PITS /
00835: AuthForm doesn't handle arrays in _POST properly
Summary: AuthForm doesn't handle arrays in _POST properly
Created: 2006-11-22 08:04
Status: Closed - duplicate of 01110 (fixed for 2.2.76).
Category: Bug
Assigned:
Priority:
Version: 2.1.11
OS:
Description: See http://bugs.gnewsense.org/Bugs/00043 for original report. Issue is that WikiForms sends dates as <input name="dataopened[]"> which turns the POST into 'dateopened'=>array('2006','11','22')
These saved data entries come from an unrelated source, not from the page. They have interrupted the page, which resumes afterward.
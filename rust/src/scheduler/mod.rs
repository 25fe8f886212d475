//! Rollout scheduling: which window applies now, what the worker may do next, and
//! when a queued item is likely to be processed.
//!
//! A `Configuration` is an immutable snapshot of the configured windows, safe to
//! share between threads. Reloading means building a new one and swapping it in.

mod configuration;
mod estimate;
mod schedule;

pub use configuration::{validate_configuration, Configuration, Validity};
pub use schedule::Schedule;
//! Logging macros for the rollout scheduler with verbosity level control.
//!
//! Provides zero-cost logging when disabled (verbosity=0).
//! Verbosity levels:
//! - 0: SILENT (only errors)
//! - 1: CHANGES (schedules handed out to the worker)
//! - 2: CHECKS (window resolution and boundary decisions)
//! - 3: DEBUG (estimate walk internals)

/// Verbosity level constants.
pub const VERBOSITY_SILENT: u8 = 0;
pub const VERBOSITY_CHANGES: u8 = 1;
pub const VERBOSITY_CHECKS: u8 = 2;
pub const VERBOSITY_DEBUG: u8 = 3;

/// Log an internal invariant violation. Always emitted.
#[macro_export]
macro_rules! log_error {
    ($($arg:tt)*) => {
        eprintln!($($arg)*);
    };
}

/// Log at CHANGES level (verbosity >= 1).
///
/// Used for: schedules returned to the worker loop.
#[macro_export]
macro_rules! log_changes {
    ($verbosity:expr, $($arg:tt)*) => {
        if $verbosity >= $crate::logging::VERBOSITY_CHANGES {
            eprintln!($($arg)*);
        }
    };
}

/// Log at CHECKS level (verbosity >= 2).
///
/// Used for: active window selection, next-open and closing boundaries.
#[macro_export]
macro_rules! log_checks {
    ($verbosity:expr, $($arg:tt)*) => {
        if $verbosity >= $crate::logging::VERBOSITY_CHECKS {
            eprintln!($($arg)*);
        }
    };
}

/// Log at DEBUG level (verbosity >= 3).
///
/// Used for: each step of the estimate forward simulation.
#[macro_export]
macro_rules! log_debug {
    ($verbosity:expr, $($arg:tt)*) => {
        if $verbosity >= $crate::logging::VERBOSITY_DEBUG {
            eprintln!($($arg)*);
        }
    };
}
I am closing this entry as duplicate of 01110 -- the future fix should handle associative arrays with multiple dimensions, so the code will be slightly different. --Petko February 25, 2010, at 09:31 AM
The fix is a change in pmwiki.php:
RCS file: pmwiki.php,v
retrieving revision 1.1
diff -u -r1.1 pmwiki.php
--- pmwiki.php 2006/11/22 13:40:11 1.1
+++ pmwiki.php 2006/11/22 13:55:10
@@ -1509,6 +1509,14 @@
$postvars = '';
foreach($_POST as $k=>$v) {
if ($k == 'authpw' || $k == 'authid') continue;
+ if (is_array($v)) {
+ foreach($v as $dummy => $value){
+ $value = str_replace('$', '$',
+ htmlspecialchars(stripmagic($value), ENT_COMPAT));
+ $postvars .= "<input type='hidden' name='${k}[]' value=\"$value\" />\n";
+ }
+ continue;
+ }
$v = str_replace('$', '$',
htmlspecialchars(stripmagic($v), ENT_COMPAT));
$postvars .= "<input type='hidden' name='$k' value=\"$v\" />\n";